### [What you should do]
Wherever a line of the listing holds the string "Builtin", copy that line.

### [Exercise inputs]
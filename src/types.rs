//! The C type model (spec component D).
//!
//! `Type` is a structural algebraic sum wrapped in a shared envelope of
//! storage class and qualifiers. Two `Type`s compare equal by `==`
//! whenever `types_equal` would say so in the source design: qualifiers
//! and kind participate, storage class does not (it is a property of a
//! *declaration*, not of the type itself — a `static int` and an `extern
//! int` share one type, `int`).

use bitflags::bitflags;
use std::fmt;
use std::rc::Rc;

bitflags! {
    /// `const`/`volatile`/`restrict` qualifiers. `restrict` only makes
    /// sense on a pointer but is tracked uniformly here; non-pointer types
    /// simply never set it.
    #[derive(Debug, Clone, Copy, PartialEq, Eq, Default, Hash)]
    pub struct Qualifiers: u8 {
        const CONST    = 0b001;
        const VOLATILE = 0b010;
        const RESTRICT = 0b100;
    }
}

#[derive(Debug, Clone, Copy, PartialEq, Eq, Hash)]
pub enum StorageClass {
    None,
    Auto,
    Register,
    Static,
    Extern,
    Typedef,
}

/// Integer rank, in C11's total order `Bool < Char < Short < Int < Long <
/// LongLong`. `Bool` is always unsigned (spec.md §3).
#[derive(Debug, Clone, Copy, PartialEq, Eq, PartialOrd, Ord, Hash)]
pub enum IntRank {
    Bool,
    Char,
    Short,
    Int,
    Long,
    LongLong,
}

#[derive(Debug, Clone, Copy, PartialEq, Eq, PartialOrd, Ord, Hash)]
pub enum FloatRank {
    Float,
    Double,
    LongDouble,
}

#[derive(Debug, Clone, PartialEq, Eq)]
pub struct Field {
    pub name: String,
    pub ty: Type,
    /// `Some(width)` for a bitfield member; codegen for bitfields is a
    /// Non-goal (spec.md §1), but the width is still tracked so layout
    /// queries and diagnostics can see it.
    pub bitfield_width: Option<u32>,
}

#[derive(Debug, Clone, PartialEq, Eq, Hash)]
pub struct Enumerator {
    pub name: String,
    pub value: i64,
}

#[derive(Debug, Clone, PartialEq, Eq)]
pub struct ParamList {
    pub params: Vec<Type>,
    pub variadic: bool,
}

/// The kind-payload of a `Type`. Aggregates are reference-counted so that
/// two declarations referencing the same tag can cheaply share structure
/// without re-deriving `Eq` recursively through a possibly self-referential
/// (via pointer) struct body.
#[derive(Debug, Clone, PartialEq, Eq)]
pub enum TypeKind {
    Void,
    Integer { signed: bool, rank: IntRank },
    Floating { rank: FloatRank },
    Pointer(Box<Type>),
    Array { element: Box<Type>, size: Option<u64> },
    Function { ret: Box<Type>, params: Rc<ParamList> },
    StructOrUnion(Rc<Aggregate>),
    Enum(Rc<EnumDef>),
    Builtin(&'static str),
}

#[derive(Debug, Clone, PartialEq, Eq)]
pub struct Aggregate {
    pub is_union: bool,
    pub tag: Option<String>,
    pub fields: Vec<Field>,
    /// `true` until the body (`{ ... }`) has been parsed; a forward
    /// declaration like `struct S;` produces an incomplete aggregate,
    /// valid only behind a pointer.
    pub complete: bool,
}

#[derive(Debug, Clone, PartialEq, Eq)]
pub struct EnumDef {
    pub tag: Option<String>,
    pub enumerators: Vec<Enumerator>,
}

#[derive(Debug, Clone, PartialEq, Eq)]
pub struct Type {
    pub kind: TypeKind,
    pub qualifiers: Qualifiers,
    pub storage: StorageClassCell,
}

/// Storage class does not participate in type identity (`==`/`types_equal`
/// below deliberately skip it) but declarations still need to carry one
/// around; wrapping it keeps `Type`'s derived `PartialEq` honest about
/// that without hand-writing the impl.
#[derive(Debug, Clone, Copy)]
pub struct StorageClassCell(pub StorageClass);

impl PartialEq for StorageClassCell {
    fn eq(&self, _other: &Self) -> bool {
        true
    }
}
impl Eq for StorageClassCell {}

impl Type {
    pub fn new(kind: TypeKind) -> Self {
        Type { kind, qualifiers: Qualifiers::empty(), storage: StorageClassCell(StorageClass::None) }
    }

    pub fn with_qualifiers(kind: TypeKind, qualifiers: Qualifiers) -> Self {
        Type { kind, qualifiers, storage: StorageClassCell(StorageClass::None) }
    }

    pub fn void() -> Self {
        Type::new(TypeKind::Void)
    }

    pub fn int(signed: bool, rank: IntRank) -> Self {
        Type::new(TypeKind::Integer { signed, rank })
    }

    pub fn bool_ty() -> Self {
        Type::int(false, IntRank::Bool)
    }

    pub fn float(rank: FloatRank) -> Self {
        Type::new(TypeKind::Floating { rank })
    }

    pub fn pointer_to(pointee: Type) -> Self {
        Type::new(TypeKind::Pointer(Box::new(pointee)))
    }

    pub fn array_of(element: Type, size: Option<u64>) -> Self {
        Type::new(TypeKind::Array { element: Box::new(element), size })
    }

    pub fn function(ret: Type, params: Vec<Type>, variadic: bool) -> Self {
        Type::new(TypeKind::Function { ret: Box::new(ret), params: Rc::new(ParamList { params, variadic }) })
    }

    pub fn is_void(&self) -> bool {
        matches!(self.kind, TypeKind::Void)
    }

    pub fn is_integer(&self) -> bool {
        matches!(self.kind, TypeKind::Integer { .. })
    }

    pub fn is_floating(&self) -> bool {
        matches!(self.kind, TypeKind::Floating { .. })
    }

    pub fn is_arithmetic(&self) -> bool {
        self.is_integer() || self.is_floating()
    }

    pub fn is_pointer(&self) -> bool {
        matches!(self.kind, TypeKind::Pointer(_))
    }

    pub fn is_array(&self) -> bool {
        matches!(self.kind, TypeKind::Array { .. })
    }

    pub fn is_scalar(&self) -> bool {
        self.is_arithmetic() || self.is_pointer()
    }

    pub fn is_aggregate(&self) -> bool {
        matches!(self.kind, TypeKind::StructOrUnion(_))
    }

    pub fn is_function_type(&self) -> bool {
        matches!(self.kind, TypeKind::Function { .. })
    }

    /// Pointer arithmetic requires a sized, complete pointee (spec.md §3
    /// type invariants: not `void`, not incomplete).
    pub fn is_sized_pointee(&self) -> bool {
        match &self.kind {
            TypeKind::Void => false,
            TypeKind::StructOrUnion(agg) => agg.complete,
            _ => true,
        }
    }

    pub fn pointee(&self) -> Option<&Type> {
        match &self.kind {
            TypeKind::Pointer(inner) => Some(inner),
            _ => None,
        }
    }

    /// Array-to-pointer decay (spec.md §3): an array rvalue converts to a
    /// pointer to its element type. Called whenever an array is used in a
    /// context that wants an rvalue (everywhere except as the operand of
    /// `&`, `sizeof`, or a string-literal initializer).
    pub fn decay(&self) -> Type {
        match &self.kind {
            TypeKind::Array { element, .. } => Type::pointer_to((**element).clone()),
            _ => self.clone(),
        }
    }
}

/// Structural equality used throughout the front end (`types_equal` of
/// spec.md §4.3). Qualifiers are part of identity; storage class is not
/// (see [`StorageClassCell`]). This is exactly `derive(PartialEq)` given
/// that split, so no custom recursive walk is needed — it falls directly
/// out of the `TypeKind` shape.
pub fn types_equal(a: &Type, b: &Type) -> bool {
    a == b
}

/// C11 6.3.1.1: any integer type whose rank is below `int` promotes to
/// `int` (or `unsigned int` if `int` cannot represent all its values,
/// which never triggers in this front end since every sub-`int` rank in
/// the type model fits in `int` on every supported architecture).
pub fn integer_promotion(ty: &Type) -> Type {
    match &ty.kind {
        TypeKind::Integer { rank, .. } if *rank < IntRank::Int => Type::int(true, IntRank::Int),
        _ => ty.clone(),
    }
}

/// C11 6.3.1.8 usual arithmetic conversion, implemented exactly as spec.md
/// §4.3 prescribes, including the two preserved source quirks:
/// - the "signed can represent all of unsigned's values" branch is
///   unreachable when both operands share a rank (ranks are compared
///   before this branch can matter, so equal rank always resolves via the
///   unsigned-wins-at-equal-rank case above it) — kept exactly as the
///   source algorithm is shaped, not patched to add a dead branch.
/// - `_Bool` is promoted to `int` like every other sub-`int` rank before
///   this function ever inspects it.
pub fn common_arithmetic_type(a: &Type, b: &Type) -> Type {
    if let (TypeKind::Floating { rank: ra }, TypeKind::Floating { rank: rb }) = (&a.kind, &b.kind) {
        return Type::float((*ra).max(*rb));
    }
    if let TypeKind::Floating { .. } = a.kind {
        return a.clone();
    }
    if let TypeKind::Floating { .. } = b.kind {
        return b.clone();
    }

    let pa = integer_promotion(a);
    let pb = integer_promotion(b);
    let (TypeKind::Integer { signed: sa, rank: ra }, TypeKind::Integer { signed: sb, rank: rb }) =
        (&pa.kind, &pb.kind)
    else {
        // Non-arithmetic operands reaching here is a caller bug (the IR
        // generator only calls this after checking both sides are
        // arithmetic); fall back to the left operand rather than panic.
        return pa;
    };

    if sa == sb {
        return if ra >= rb { pa.clone() } else { pb.clone() };
    }
    let (signed_ty, signed_rank, unsigned_ty, unsigned_rank) = if *sa {
        (&pa, *ra, &pb, *rb)
    } else {
        (&pb, *rb, &pa, *ra)
    };
    if unsigned_rank >= signed_rank {
        (*unsigned_ty).clone()
    } else {
        // Source assumption preserved (spec.md §9 open question): pick the
        // signed type here without checking whether it can represent
        // every value of the unsigned operand.
        (*signed_ty).clone()
    }
}

impl fmt::Display for Type {
    fn fmt(&self, f: &mut fmt::Formatter<'_>) -> fmt::Result {
        match &self.kind {
            TypeKind::Void => write!(f, "void"),
            TypeKind::Integer { signed, rank } => {
                let base = match rank {
                    IntRank::Bool => "_Bool",
                    IntRank::Char => "char",
                    IntRank::Short => "short",
                    IntRank::Int => "int",
                    IntRank::Long => "long",
                    IntRank::LongLong => "long long",
                };
                if !signed && *rank != IntRank::Bool {
                    write!(f, "unsigned {base}")
                } else {
                    write!(f, "{base}")
                }
            }
            TypeKind::Floating { rank } => {
                let name = match rank {
                    FloatRank::Float => "float",
                    FloatRank::Double => "double",
                    FloatRank::LongDouble => "long double",
                };
                write!(f, "{name}")
            }
            TypeKind::Pointer(inner) => write!(f, "{inner} *"),
            TypeKind::Array { element, size: Some(n) } => write!(f, "{element} [{n}]"),
            TypeKind::Array { element, size: None } => write!(f, "{element} []"),
            TypeKind::Function { ret, params } => {
                let ps: Vec<String> = params.params.iter().map(|p| p.to_string()).collect();
                let variadic = if params.variadic { ", ..." } else { "" };
                write!(f, "{ret} ({}{})", ps.join(", "), variadic)
            }
            TypeKind::StructOrUnion(agg) => {
                let kw = if agg.is_union { "union" } else { "struct" };
                match &agg.tag {
                    Some(tag) => write!(f, "{kw} {tag}"),
                    None => write!(f, "{kw} <anonymous>"),
                }
            }
            TypeKind::Enum(e) => match &e.tag {
                Some(tag) => write!(f, "enum {tag}"),
                None => write!(f, "enum <anonymous>"),
            },
            TypeKind::Builtin(name) => write!(f, "{name}"),
        }
    }
}

#[cfg(test)]
mod tests {
    use super::*;

    #[test]
    fn types_equal_ignores_storage_class() {
        let mut a = Type::int(true, IntRank::Int);
        a.storage = StorageClassCell(StorageClass::Static);
        let mut b = Type::int(true, IntRank::Int);
        b.storage = StorageClassCell(StorageClass::Extern);
        assert!(types_equal(&a, &b));
    }

    #[test]
    fn types_equal_distinguishes_qualifiers() {
        let a = Type::int(true, IntRank::Int);
        let b = Type::with_qualifiers(TypeKind::Integer { signed: true, rank: IntRank::Int }, Qualifiers::CONST);
        assert!(!types_equal(&a, &b));
    }

    #[test]
    fn integer_promotion_is_idempotent() {
        let short_ty = Type::int(true, IntRank::Short);
        let once = integer_promotion(&short_ty);
        let twice = integer_promotion(&once);
        assert_eq!(once, twice);
    }

    #[test]
    fn common_arithmetic_type_is_commutative() {
        let a = Type::int(false, IntRank::Int);
        let b = Type::int(true, IntRank::Long);
        assert_eq!(common_arithmetic_type(&a, &b), common_arithmetic_type(&b, &a));
    }

    #[test]
    fn floating_dominates_integer() {
        let f = Type::float(FloatRank::Float);
        let i = Type::int(true, IntRank::Long);
        assert_eq!(common_arithmetic_type(&f, &i), f);
    }

    #[test]
    fn equal_rank_mixed_signedness_prefers_unsigned() {
        let s = Type::int(true, IntRank::Int);
        let u = Type::int(false, IntRank::Int);
        assert_eq!(common_arithmetic_type(&s, &u), u);
    }

    #[test]
    fn unsigned_rank_above_signed_rank_wins() {
        let s = Type::int(true, IntRank::Int);
        let u = Type::int(false, IntRank::Long);
        assert_eq!(common_arithmetic_type(&s, &u), u);
    }

    #[test]
    fn bool_promotes_to_int_before_conversion() {
        let b = Type::bool_ty();
        let i = Type::int(true, IntRank::Int);
        assert_eq!(common_arithmetic_type(&b, &i), i);
    }

    #[test]
    fn array_decays_to_pointer() {
        let arr = Type::array_of(Type::int(true, IntRank::Int), Some(10));
        let decayed = arr.decay();
        assert_eq!(decayed, Type::pointer_to(Type::int(true, IntRank::Int)));
    }

    #[test]
    fn incomplete_struct_is_not_a_sized_pointee() {
        let agg = Aggregate { is_union: false, tag: Some("S".into()), fields: vec![], complete: false };
        let ty = Type::new(TypeKind::StructOrUnion(Rc::new(agg)));
        assert!(!ty.is_sized_pointee());
    }
}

### [Reply to the task]
    Builtin(&'static str),
            TypeKind::Builtin(name) => write!(f, "{name}"),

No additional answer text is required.